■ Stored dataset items

// Copyright 2025 Neuraville Inc.
// SPDX-License-Identifier: Apache-2.0

/*!
# neuroweave-topology

This crate implements spatial connectivity generation for layered network
models:

- Layers (regular 2-D grids of typed, positioned elements)
- Geometric masks and distance-dependent probability kernels
- Convergent/divergent connection rules with randomized weights and delays
- A network builder that aggregates rule results into a final edge graph

## Architecture

```text
Caller: define LayerSpecs + ordered ConnectionRules
           ↓
NetworkBuilder: instantiate layers (grid-centered positions, role tags)
           ↓
Rule Executor: per rule - driver set, mask pre-filter, kernel Bernoulli
               trial, weight/delay sampling
           ↓
Graph: per-rule edge batches, handed to an external execution engine
```

Layers and elements are immutable once created; rules are mutually
independent and each draws from its own deterministically seeded RNG
sub-stream, so a build is reproducible for a fixed master seed regardless
of scheduling.

Copyright 2025 Neuraville Inc.
Licensed under the Apache License, Version 2.0
*/

/// Crate version from Cargo.toml
pub const VERSION: &str = env!("CARGO_PKG_VERSION");

pub mod distribution;
pub mod executor;
pub mod geometry;
pub mod kernel;
pub mod layer;
pub mod network;
pub mod rules;
pub mod types;

pub use distribution::ValueSpec;
pub use geometry::{Extent, Mask, Position};
pub use kernel::Kernel;
pub use layer::{Element, InitFailure, Layer, LayerSpec};
pub use network::{Edge, EdgeBatch, Graph, NetworkBuilder};
pub use rules::{ConnectionKind, ConnectionRule, RuleOverrides};
pub use types::{ElementId, LayerId, RoleId, TopologyError, TopologyResult};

■ Your goal
Give back every entry above, complete and exact.

■ Answer space
// Copyright 2025 Neuraville Inc.
// SPDX-License-Identifier: Apache-2.0

/*!
# neuroweave-topology

This crate implements spatial connectivity generation for layered network
models:

- Layers (regular 2-D grids of typed, positioned elements)
- Geometric masks and distance-dependent probability kernels
- Convergent/divergent connection rules with randomized weights and delays
- A network builder that aggregates rule results into a final edge graph

## Architecture

```text
Caller: define LayerSpecs + ordered ConnectionRules
           ↓
NetworkBuilder: instantiate layers (grid-centered positions, role tags)
           ↓
Rule Executor: per rule - driver set, mask pre-filter, kernel Bernoulli
               trial, weight/delay sampling
           ↓
Graph: per-rule edge batches, handed to an external execution engine
```

Layers and elements are immutable once created; rules are mutually
independent and each draws from its own deterministically seeded RNG
sub-stream, so a build is reproducible for a fixed master seed regardless
of scheduling.

Copyright 2025 Neuraville Inc.
Licensed under the Apache License, Version 2.0
*/

/// Crate version from Cargo.toml
pub const VERSION: &str = env!("CARGO_PKG_VERSION");

pub mod distribution;
pub mod executor;
pub mod geometry;
pub mod kernel;
pub mod layer;
pub mod network;
pub mod rules;
pub mod types;

pub use distribution::ValueSpec;
pub use geometry::{Extent, Mask, Position};
pub use kernel::Kernel;
pub use layer::{Element, InitFailure, Layer, LayerSpec};
pub use network::{Edge, EdgeBatch, Graph, NetworkBuilder};
pub use rules::{ConnectionKind, ConnectionRule, RuleOverrides};
pub use types::{ElementId, LayerId, RoleId, TopologyError, TopologyResult};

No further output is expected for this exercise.